Purpose of Database Systems

  1. To see why database management systems are necessary, let’s look at a typical “file-processing system” supported by a conventional operating system.The application is a savings bank:
    • Savings account and customer records are kept in permanent system files.
    • Application programs are written to manipulate files to perform the following tasks:
      • Debit or credit an account.
      • Add a new account.
      • Find an account balance.
      • Generate monthly statements.
  2. Development of the system proceeds as follows:
    • New application programs must be written as the need arises.
    • New permanent files are created as required.
    • but over a long period of time files may be in different formats, and
    • Application programs may be in different languages.

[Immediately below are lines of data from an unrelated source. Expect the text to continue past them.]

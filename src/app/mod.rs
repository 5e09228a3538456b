//! Application shell: terminal handling, workers and the event loop.

/// Runtime event loop and background workers.
mod runtime;
/// Terminal setup and restoration utilities.
mod terminal;

pub use runtime::handlers::{
    LOAD_ERROR_MESSAGE, handle_comments_result, handle_post_outcome, handle_tick,
};
pub use runtime::workers::posts::execute as execute_post_request;
pub use runtime::{RunOptions, run};
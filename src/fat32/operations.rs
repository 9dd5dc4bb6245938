use crate::device::Device;
use crate::error::{Error, Result};
use crate::fat32::structs::{BootSector, FSInfo};
use crate::fat32::validation::{validate_boot_sector, validate_fsinfo};

/// Maximum sector size supported by FAT32 (4096 bytes)
const MAX_SECTOR_SIZE: usize = 4096;

/// Valid FAT32 sector sizes
const VALID_SECTOR_SIZES: &[u16] = &[512, 1024, 2048, 4096];

/// Read and parse the boot sector from a device, bootstrapping the sector size
///
/// This reads enough bytes to cover the maximum sector size (4096), then
/// parses the boot sector to determine the actual sector size. The device's
/// sector size is then updated for subsequent operations.
pub fn read_boot_sector(device: &mut Device) -> Result<BootSector> {
    // Read max sector size bytes to ensure we have the complete boot sector
    let data = device.read_bytes_at(0, MAX_SECTOR_SIZE)?;

    // Parse the boot sector (validates minimum 512 bytes)
    let boot = BootSector::from_bytes(&data)?;

    // Validate the sector size is a valid FAT32 size
    let sector_size = boot.bytes_per_sector();
    if !VALID_SECTOR_SIZES.contains(&sector_size) {
        return Err(Error::UnsupportedSectorSize(sector_size as u32));
    }

    // Update device to use the actual sector size
    device.set_sector_size(sector_size as u32);

    // Re-parse with the correct sector size (trimmed to actual size)
    let boot = BootSector::from_bytes(&data[..sector_size as usize])?;
    validate_boot_sector(&boot)?;
    Ok(boot)
}

/// Read and parse the backup boot sector
pub fn read_backup_boot_sector(device: &Device, sector: u16) -> Result<BootSector> {
    let data = device.read_sector(sector as u64)?;
    BootSector::from_bytes(&data)
}

/// Read and parse the FSInfo sector
pub fn read_fsinfo(device: &Device, sector: u16) -> Result<FSInfo> {
    let data = device.read_sector(sector as u64)?;
    let fsinfo = FSInfo::from_bytes(&data)?;
    validate_fsinfo(&fsinfo)?;
    Ok(fsinfo)
}
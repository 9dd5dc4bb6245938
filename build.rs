use std::process::Command;
use std::time::SystemTime;

fn main() {
    // Set build timestamp using UNIX timestamp (simpler than formatting)
    let timestamp = SystemTime::now()
        .duration_since(SystemTime::UNIX_EPOCH)
        .map(|d| d.as_secs())
        .unwrap_or(0);
    println!("cargo:rustc-env=BUILD_TIMESTAMP={}", timestamp);

    // Get git commit hash if available
    let git_hash = Command::new("git")
        .args(["rev-parse", "--short", "HEAD"])
        .output()
        .ok()
        .and_then(|output| {
            if output.status.success() {
                String::from_utf8(output.stdout).ok()
            } else {
                None
            }
        })
        .map(|s| s.trim().to_string())
        .unwrap_or_else(|| "unknown".to_string());

    println!("cargo:rustc-env=GIT_HASH={}", git_hash);

    // Rerun if git HEAD changes
    println!("cargo:rerun-if-changed=.git/HEAD");
}
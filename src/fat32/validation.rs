use crate::error::{Error, Result};
use crate::fat32::structs::{media, BootSector, FSInfo};

/// Validate a boot sector to ensure it describes a well-formed FAT32 filesystem
pub fn validate_boot_sector(boot: &BootSector) -> Result<()> {
    // Check boot signature (must be 0xAA55)
    let sig = boot.boot_signature();
    if sig != BootSector::VALID_SIGNATURE {
        return Err(Error::BootSectorValidation(format!(
            "Invalid boot signature: {:#06X} (expected 0xAA55)",
            sig
        )));
    }

    // Check bytes per sector (must be 512, 1024, 2048, or 4096)
    let bps = boot.bytes_per_sector();
    if !matches!(bps, 512 | 1024 | 2048 | 4096) {
        return Err(Error::BootSectorValidation(format!(
            "Invalid bytes per sector: {} (must be 512, 1024, 2048, or 4096)",
            bps
        )));
    }

    // Check sectors per cluster (must be power of 2, 1-128)
    let spc = boot.sectors_per_cluster();
    if spc == 0 || !spc.is_power_of_two() || spc > 128 {
        return Err(Error::BootSectorValidation(format!(
            "Invalid sectors per cluster: {} (must be power of 2, 1-128)",
            spc
        )));
    }

    // Check reserved sectors (must be >= 1)
    if boot.reserved_sectors() == 0 {
        return Err(Error::BootSectorValidation(
            "Reserved sector count is 0".to_string(),
        ));
    }

    // Check number of FATs (typically 2, but 1 is allowed)
    let num_fats = boot.num_fats();
    if num_fats == 0 || num_fats > 2 {
        return Err(Error::BootSectorValidation(format!(
            "Invalid number of FATs: {} (must be 1 or 2)",
            num_fats
        )));
    }

    // For FAT32, root entry count must be 0
    if boot.root_entry_count() != 0 {
        return Err(Error::InvalidFAT32(
            "Root entry count is non-zero (not FAT32)".to_string(),
        ));
    }

    // For FAT32, total sectors 16 should be 0
    if boot.total_sectors_16() != 0 {
        return Err(Error::InvalidFAT32(
            "Total sectors 16 is non-zero (not FAT32)".to_string(),
        ));
    }

    // For FAT32, fat size 16 should be 0
    if boot.fat_size_16() != 0 {
        return Err(Error::InvalidFAT32(
            "FAT size 16 is non-zero (not FAT32)".to_string(),
        ));
    }

    // Check total sectors
    if boot.total_sectors_32() == 0 {
        return Err(Error::BootSectorValidation(
            "Total sectors is 0".to_string(),
        ));
    }

    // Check FAT size
    if boot.fat_size_32() == 0 {
        return Err(Error::BootSectorValidation("FAT size is 0".to_string()));
    }

    // Check root cluster (must be >= 2)
    if boot.root_cluster() < 2 {
        return Err(Error::BootSectorValidation(format!(
            "Invalid root cluster: {} (must be >= 2)",
            boot.root_cluster()
        )));
    }

    // Check media descriptor byte
    if !media::is_valid(boot.media_type()) {
        return Err(Error::BootSectorValidation(format!(
            "Invalid media type: {:#04X} (expected 0xF0 or 0xF8-0xFF)",
            boot.media_type()
        )));
    }

    // Verify this is actually FAT32 by cluster count
    let cluster_count = boot.data_clusters();
    if cluster_count < 65525 {
        return Err(Error::InvalidFAT32(format!(
            "Cluster count {} indicates FAT12/16, not FAT32 (need >= 65525)",
            cluster_count
        )));
    }

    // The FS type string at offset 82 is informational only; some tools
    // don't set it, so it is not checked here.

    Ok(())
}

/// Validate FSInfo sector
pub fn validate_fsinfo(fsinfo: &FSInfo) -> Result<()> {
    // Check lead signature
    if fsinfo.lead_sig() != FSInfo::LEAD_SIG {
        return Err(Error::FSInfoValidation(format!(
            "Invalid lead signature: {:#010X} (expected {:#010X})",
            fsinfo.lead_sig(),
            FSInfo::LEAD_SIG
        )));
    }

    // Check structure signature
    if fsinfo.struc_sig() != FSInfo::STRUC_SIG {
        return Err(Error::FSInfoValidation(format!(
            "Invalid structure signature: {:#010X} (expected {:#010X})",
            fsinfo.struc_sig(),
            FSInfo::STRUC_SIG
        )));
    }

    // Check trail signature
    if fsinfo.trail_sig() != FSInfo::TRAIL_SIG {
        return Err(Error::FSInfoValidation(format!(
            "Invalid trail signature: {:#010X} (expected {:#010X})",
            fsinfo.trail_sig(),
            FSInfo::TRAIL_SIG
        )));
    }

    Ok(())
}

/// Compare two boot sectors for essential equality
/// (ignores fields that may differ like volume serial number)
pub fn boot_sectors_match(primary: &BootSector, backup: &BootSector) -> bool {
    // Compare critical fields
    primary.bytes_per_sector() == backup.bytes_per_sector()
        && primary.sectors_per_cluster() == backup.sectors_per_cluster()
        && primary.reserved_sectors() == backup.reserved_sectors()
        && primary.num_fats() == backup.num_fats()
        && primary.total_sectors_32() == backup.total_sectors_32()
        && primary.fat_size_32() == backup.fat_size_32()
        && primary.root_cluster() == backup.root_cluster()
        && primary.fs_info_sector() == backup.fs_info_sector()
        && primary.backup_boot_sector() == backup.backup_boot_sector()
}

#[cfg(test)]
mod tests {
    use super::*;

    fn create_valid_fat32_boot_sector() -> [u8; 512] {
        let mut data = [0u8; 512];

        // Jump instruction
        data[0] = 0xEB;
        data[1] = 0x58;
        data[2] = 0x90;

        // OEM name
        data[3..11].copy_from_slice(b"MSDOS5.0");

        // Bytes per sector (512)
        data[11..13].copy_from_slice(&512u16.to_le_bytes());

        // Sectors per cluster (8)
        data[13] = 0x08;

        // Reserved sectors (32)
        data[14..16].copy_from_slice(&32u16.to_le_bytes());

        // Number of FATs (2)
        data[16] = 0x02;

        // Root entry count / total sectors 16 / FAT size 16 all 0 (FAT32)

        // Media type (0xF8 = hard disk)
        data[21] = 0xF8;

        // Total sectors 32 (2000000 - large enough for FAT32)
        data[32..36].copy_from_slice(&2_000_000u32.to_le_bytes());

        // FAT size 32 (7813)
        data[36..40].copy_from_slice(&7813u32.to_le_bytes());

        // Root cluster (2)
        data[44..48].copy_from_slice(&2u32.to_le_bytes());

        // FSInfo sector (1)
        data[48] = 0x01;

        // Backup boot sector (6)
        data[50] = 0x06;

        // FS type string
        data[82..90].copy_from_slice(b"FAT32   ");

        // Boot signature
        data[510] = 0x55;
        data[511] = 0xAA;

        data
    }

    #[test]
    fn test_valid_boot_sector() {
        let data = create_valid_fat32_boot_sector();
        let boot = BootSector::from_bytes(&data).unwrap();
        assert!(validate_boot_sector(&boot).is_ok());
    }

    #[test]
    fn test_invalid_boot_signature() {
        let mut data = create_valid_fat32_boot_sector();
        data[510] = 0x00; // Invalid signature
        let boot = BootSector::from_bytes(&data).unwrap();
        let result = validate_boot_sector(&boot);
        assert!(matches!(result, Err(Error::BootSectorValidation(_))));
    }

    #[test]
    fn test_invalid_sector_size() {
        let mut data = create_valid_fat32_boot_sector();
        data[11..13].copy_from_slice(&777u16.to_le_bytes());
        let boot = BootSector::from_bytes(&data).unwrap();
        let result = validate_boot_sector(&boot);
        assert!(matches!(result, Err(Error::BootSectorValidation(_))));
    }

    #[test]
    fn test_invalid_sectors_per_cluster() {
        let mut data = create_valid_fat32_boot_sector();
        data[13] = 3; // not a power of two
        let boot = BootSector::from_bytes(&data).unwrap();
        let result = validate_boot_sector(&boot);
        assert!(matches!(result, Err(Error::BootSectorValidation(_))));
    }

    #[test]
    fn test_not_fat32() {
        let mut data = create_valid_fat32_boot_sector();
        // Set root entry count to non-zero (FAT12/16)
        data[17..19].copy_from_slice(&512u16.to_le_bytes());
        let boot = BootSector::from_bytes(&data).unwrap();
        let result = validate_boot_sector(&boot);
        assert!(matches!(result, Err(Error::InvalidFAT32(_))));
    }

    #[test]
    fn test_too_few_clusters() {
        let mut data = create_valid_fat32_boot_sector();
        // Shrink the volume so the cluster count lands in FAT16 range
        data[32..36].copy_from_slice(&100_000u32.to_le_bytes());
        let boot = BootSector::from_bytes(&data).unwrap();
        let result = validate_boot_sector(&boot);
        assert!(matches!(result, Err(Error::InvalidFAT32(_))));
    }

    #[test]
    fn test_boot_sectors_match() {
        let data = create_valid_fat32_boot_sector();
        let primary = BootSector::from_bytes(&data).unwrap();

        let mut backup_data = data;
        // Serial number may legitimately differ
        backup_data[67..71].copy_from_slice(&0xDEADBEEFu32.to_le_bytes());
        let backup = BootSector::from_bytes(&backup_data).unwrap();
        assert!(boot_sectors_match(&primary, &backup));

        let mut diverged = data;
        diverged[36..40].copy_from_slice(&9999u32.to_le_bytes());
        let diverged = BootSector::from_bytes(&diverged).unwrap();
        assert!(!boot_sectors_match(&primary, &diverged));
    }

    #[test]
    fn test_valid_fsinfo() {
        let mut data = [0u8; 512];
        data[0..4].copy_from_slice(&FSInfo::LEAD_SIG.to_le_bytes());
        data[484..488].copy_from_slice(&FSInfo::STRUC_SIG.to_le_bytes());
        data[508..512].copy_from_slice(&FSInfo::TRAIL_SIG.to_le_bytes());

        let fsinfo = FSInfo::from_bytes(&data).unwrap();
        assert!(validate_fsinfo(&fsinfo).is_ok());
    }

    #[test]
    fn test_invalid_fsinfo() {
        let data = [0u8; 512]; // All zeros - invalid signatures
        let fsinfo = FSInfo::from_bytes(&data).unwrap();
        let result = validate_fsinfo(&fsinfo);
        assert!(matches!(result, Err(Error::FSInfoValidation(_))));
    }
}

  3. So we can see there are problems with the straight file-processing approach:
    • Data redundancy and inconsistency
      • Same information may be duplicated in several places.
      • All copies may not be updated properly.
    • Difficulty in accessing data
      • May have to write a new application program to satisfy an unusual request.
      • E.g. find all customers with the same postal code.
      • Could generate this data manually, but a long job…
    • Data isolation
      • Data in different files.
      • Data in different formats.
      • Difficult to write new application programs.
    • Multiple users
      • Want concurrency for faster response time.
      • Need protection for concurrent updates.
      • E.g. two customers withdrawing funds from the same account at the same time – account has $500 in it, and they withdraw $100 and $50. The result could be $350, $400 or $450 if no protection.
    • Security problems
      • Every user of the system should be able to access only the data they are permitted to see.
      • E.g. payroll people only handle employee records, and cannot see customer accounts; tellers only access account data and cannot see payroll data.
      • Difficult to enforce this with application programs.
    • Integrity problems
      • Data may be required to satisfy constraints.
      • E.g. no account balance below $25.00.
      • Again, difficult to enforce or to change constraints with the file-processing approach.

    These problems and others led to the development of database management systems.